*** EXTRACTED RECORDS Section Begins ***
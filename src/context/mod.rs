//! Semantic context: which names exist, what type they carry, and in which
//! lifecycle phases they may be touched.
//!
//! The linter drives one [`Context`] per program. Declarations register
//! themselves up front, then each subroutine body is walked with the scope
//! set to the phase it runs in.

pub mod builtin;
pub mod functions;
pub mod scope;
pub mod types;
pub mod variables;

use std::collections::HashSet;

use indexmap::IndexMap;
use thiserror::Error;

pub use functions::{Function, FunctionNode};
pub use scope::{is_lifecycle_subroutine, Scope, LIFECYCLE_SUBROUTINES};
pub use types::VclType;
pub use variables::{Accessor, VariableNode};

use crate::token::Token;

#[derive(Debug, Clone, Error)]
pub enum ContextError {
    #[error("undefined variable `{name}`")]
    UndefinedVariable { name: String, token: Token },

    #[error("variable `{name}` cannot be read")]
    NotReadable { name: String, token: Token },

    #[error("variable `{name}` is read-only")]
    ReadOnly { name: String, token: Token },

    #[error("variable `{name}` cannot be unset")]
    CannotUnset { name: String, token: Token },

    #[error("`{name}` is not accessible in {scope} (allowed: {allowed})")]
    OutOfScope {
        name: String,
        scope: Scope,
        allowed: String,
        token: Token,
    },

    #[error("undefined function `{name}`")]
    UndefinedFunction { name: String, token: Token },

    #[error("`{name}` is already declared")]
    Duplicate { name: String, token: Token },

    #[error("local variable `{name}` must be named `var.*`")]
    BadLocalName { name: String, token: Token },
}

impl ContextError {
    pub fn token(&self) -> &Token {
        match self {
            ContextError::UndefinedVariable { token, .. }
            | ContextError::NotReadable { token, .. }
            | ContextError::ReadOnly { token, .. }
            | ContextError::CannotUnset { token, .. }
            | ContextError::OutOfScope { token, .. }
            | ContextError::UndefinedFunction { token, .. }
            | ContextError::Duplicate { token, .. }
            | ContextError::BadLocalName { token, .. } => token,
        }
    }
}

/// A user declaration tracked for duplicate and unused reporting.
#[derive(Debug, Clone)]
pub struct Entity {
    pub token: Token,
    pub used: bool,
}

#[derive(Debug, Clone)]
pub struct SubroutineInfo {
    pub token: Token,
    pub return_type: Option<VclType>,
    /// Phases this subroutine is known to run in. Lifecycle subroutines get
    /// their fixed phase; custom subroutines accumulate call-site phases.
    pub scopes: Scope,
    pub used: bool,
}

#[derive(Debug, Clone)]
pub struct Local {
    pub ty: VclType,
    pub token: Token,
    pub used: bool,
}

/// Snapshot of regex capture-group state, taken before walking a branch and
/// restored after, so a match inside an `if` arm does not leak into the
/// sibling arm.
#[derive(Debug, Clone, Copy)]
pub struct RegexState {
    pushed: bool,
}

pub struct Context {
    pub variables: VariableNode,
    pub functions: FunctionNode,
    reserved: HashSet<&'static str>,

    pub acls: IndexMap<String, Entity>,
    pub backends: IndexMap<String, Entity>,
    pub directors: IndexMap<String, Entity>,
    pub tables: IndexMap<String, Entity>,
    pub penaltyboxes: IndexMap<String, Entity>,
    pub ratecounters: IndexMap<String, Entity>,
    pub subroutines: IndexMap<String, SubroutineInfo>,

    locals: IndexMap<String, Local>,
    scope: Scope,
    pub current_subroutine: Option<String>,
    /// Declared return type of the subroutine being walked, if functional.
    pub return_type: Option<VclType>,

    regex_pushed: bool,
}

impl Context {
    pub fn new() -> Self {
        Context {
            variables: builtin::variables(),
            functions: builtin::functions(),
            reserved: builtin::reserved_identifiers(),
            acls: IndexMap::new(),
            backends: IndexMap::new(),
            directors: IndexMap::new(),
            tables: IndexMap::new(),
            penaltyboxes: IndexMap::new(),
            ratecounters: IndexMap::new(),
            subroutines: IndexMap::new(),
            locals: IndexMap::new(),
            scope: Scope::NONE,
            current_subroutine: None,
            return_type: None,
            regex_pushed: false,
        }
    }

    pub fn scope(&self) -> Scope {
        self.scope
    }

    /// Enters a subroutine body: sets the active phase, clears locals, and
    /// resets regex capture state.
    pub fn enter_subroutine(
        &mut self,
        name: &str,
        scope: Scope,
        return_type: Option<VclType>,
    ) {
        self.current_subroutine = Some(name.to_string());
        self.scope = scope;
        self.return_type = return_type;
        self.locals.clear();
        self.regex_pushed = false;
    }

    /// Leaves the current subroutine, yielding its never-read locals.
    pub fn leave_subroutine(&mut self) -> Vec<(String, Token)> {
        self.current_subroutine = None;
        self.return_type = None;
        self.scope = Scope::NONE;
        self.locals
            .drain(..)
            .filter(|(_, local)| !local.used)
            .map(|(name, local)| (name, local.token))
            .collect()
    }

    fn register(
        registry: &mut IndexMap<String, Entity>,
        name: &str,
        token: Token,
    ) -> Result<(), ContextError> {
        if registry.contains_key(name) {
            return Err(ContextError::Duplicate {
                name: name.to_string(),
                token,
            });
        }
        registry.insert(name.to_string(), Entity { token, used: false });
        Ok(())
    }

    pub fn register_acl(&mut self, name: &str, token: Token) -> Result<(), ContextError> {
        Self::register(&mut self.acls, name, token)
    }

    pub fn register_backend(&mut self, name: &str, token: Token) -> Result<(), ContextError> {
        // Backends and directors share a namespace.
        if self.directors.contains_key(name) {
            return Err(ContextError::Duplicate {
                name: name.to_string(),
                token,
            });
        }
        Self::register(&mut self.backends, name, token)
    }

    pub fn register_director(&mut self, name: &str, token: Token) -> Result<(), ContextError> {
        if self.backends.contains_key(name) {
            return Err(ContextError::Duplicate {
                name: name.to_string(),
                token,
            });
        }
        Self::register(&mut self.directors, name, token)
    }

    pub fn register_table(&mut self, name: &str, token: Token) -> Result<(), ContextError> {
        Self::register(&mut self.tables, name, token)
    }

    pub fn register_penaltybox(&mut self, name: &str, token: Token) -> Result<(), ContextError> {
        Self::register(&mut self.penaltyboxes, name, token)
    }

    pub fn register_ratecounter(&mut self, name: &str, token: Token) -> Result<(), ContextError> {
        Self::register(&mut self.ratecounters, name, token)
    }

    pub fn register_subroutine(
        &mut self,
        name: &str,
        token: Token,
        return_type: Option<VclType>,
    ) -> Result<(), ContextError> {
        if self.subroutines.contains_key(name) {
            return Err(ContextError::Duplicate {
                name: name.to_string(),
                token,
            });
        }
        let scopes = Scope::from_subroutine(name).unwrap_or(Scope::NONE);
        self.subroutines.insert(
            name.to_string(),
            SubroutineInfo {
                token,
                return_type,
                scopes,
                used: is_lifecycle_subroutine(name),
            },
        );
        Ok(())
    }

    pub fn declare_local(
        &mut self,
        name: &str,
        ty: VclType,
        token: Token,
    ) -> Result<(), ContextError> {
        if !name.starts_with("var.") {
            return Err(ContextError::BadLocalName {
                name: name.to_string(),
                token,
            });
        }
        if self.locals.contains_key(name) {
            return Err(ContextError::Duplicate {
                name: name.to_string(),
                token,
            });
        }
        self.locals.insert(
            name.to_string(),
            Local {
                ty,
                token,
                used: false,
            },
        );
        Ok(())
    }

    /// Resolves a name in read position and returns the type it yields.
    pub fn get(&mut self, name: &str, token: &Token) -> Result<VclType, ContextError> {
        if let Some(local) = self.locals.get_mut(name) {
            local.used = true;
            return Ok(local.ty);
        }
        if self.reserved.contains(name) {
            return Ok(VclType::Id);
        }
        if let Some(entity) = self.acls.get_mut(name) {
            entity.used = true;
            return Ok(VclType::Acl);
        }
        if let Some(entity) = self.backends.get_mut(name) {
            entity.used = true;
            return Ok(VclType::Backend);
        }
        if let Some(entity) = self.directors.get_mut(name) {
            entity.used = true;
            return Ok(VclType::Backend);
        }
        if let Some(entity) = self.tables.get_mut(name) {
            entity.used = true;
            return Ok(VclType::Id);
        }
        if let Some(entity) = self.penaltyboxes.get_mut(name) {
            entity.used = true;
            return Ok(VclType::Id);
        }
        if let Some(entity) = self.ratecounters.get_mut(name) {
            entity.used = true;
            return Ok(VclType::Id);
        }

        let scope = self.scope;
        let node = self.variables.lookup(name).ok_or_else(|| {
            ContextError::UndefinedVariable {
                name: name.to_string(),
                token: token.clone(),
            }
        })?;
        let accessor = node.accessor.as_ref().ok_or_else(|| {
            ContextError::UndefinedVariable {
                name: name.to_string(),
                token: token.clone(),
            }
        })?;
        if !accessor.scopes.contains(scope) {
            return Err(ContextError::OutOfScope {
                name: name.to_string(),
                scope,
                allowed: accessor.scopes.phase_list(),
                token: token.clone(),
            });
        }
        let ty = accessor.get.ok_or_else(|| ContextError::NotReadable {
            name: name.to_string(),
            token: token.clone(),
        })?;
        node.used = true;
        Ok(ty)
    }

    /// Resolves a name in assignment position and returns the type the
    /// right-hand side must produce.
    pub fn set(&mut self, name: &str, token: &Token) -> Result<VclType, ContextError> {
        if let Some(local) = self.locals.get_mut(name) {
            local.used = true;
            return Ok(local.ty);
        }
        let scope = self.scope;
        let node = self.variables.lookup(name).ok_or_else(|| {
            ContextError::UndefinedVariable {
                name: name.to_string(),
                token: token.clone(),
            }
        })?;
        let accessor = node.accessor.as_ref().ok_or_else(|| {
            ContextError::UndefinedVariable {
                name: name.to_string(),
                token: token.clone(),
            }
        })?;
        if !accessor.scopes.contains(scope) {
            return Err(ContextError::OutOfScope {
                name: name.to_string(),
                scope,
                allowed: accessor.scopes.phase_list(),
                token: token.clone(),
            });
        }
        accessor.set.ok_or_else(|| ContextError::ReadOnly {
            name: name.to_string(),
            token: token.clone(),
        })
    }

    pub fn unset(&mut self, name: &str, token: &Token) -> Result<(), ContextError> {
        let scope = self.scope;
        let node = self.variables.lookup(name).ok_or_else(|| {
            ContextError::UndefinedVariable {
                name: name.to_string(),
                token: token.clone(),
            }
        })?;
        let accessor = node.accessor.as_ref().ok_or_else(|| {
            ContextError::UndefinedVariable {
                name: name.to_string(),
                token: token.clone(),
            }
        })?;
        if !accessor.scopes.contains(scope) {
            return Err(ContextError::OutOfScope {
                name: name.to_string(),
                scope,
                allowed: accessor.scopes.phase_list(),
                token: token.clone(),
            });
        }
        if !accessor.unset {
            return Err(ContextError::CannotUnset {
                name: name.to_string(),
                token: token.clone(),
            });
        }
        Ok(())
    }

    pub fn get_function(&self, name: &str, token: &Token) -> Result<Function, ContextError> {
        let function =
            self.functions
                .lookup(name)
                .ok_or_else(|| ContextError::UndefinedFunction {
                    name: name.to_string(),
                    token: token.clone(),
                })?;
        if !function.scopes.contains(self.scope) {
            return Err(ContextError::OutOfScope {
                name: name.to_string(),
                scope: self.scope,
                allowed: function.scopes.phase_list(),
                token: token.clone(),
            });
        }
        Ok(function.clone())
    }

    /// Records that a regex match just populated the capture groups.
    /// Returns true when an earlier match in the same subroutine walk had
    /// already populated them, which is the capture-overwritten condition.
    pub fn push_regex_captures(&mut self) -> bool {
        let overwritten = self.regex_pushed;
        self.regex_pushed = true;
        overwritten
    }

    pub fn snapshot_regex(&self) -> RegexState {
        RegexState {
            pushed: self.regex_pushed,
        }
    }

    pub fn restore_regex(&mut self, state: RegexState) {
        self.regex_pushed = state.pushed;
    }
}

impl Default for Context {
    fn default() -> Self {
        Context::new()
    }
}

#[cfg(test)]
#[path = "../tests/t_context.rs"]
mod tests;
*** EXTRACTED RECORDS Section Ends ***
■ WORK TO COMPLETE ■
Gather up, from the records above, each line where the word "registry" appears.

■ FINAL ANSWER ■
        registry: &mut IndexMap<String, Entity>,
        if registry.contains_key(name) {
        registry.insert(name.to_string(), Entity { token, used: false });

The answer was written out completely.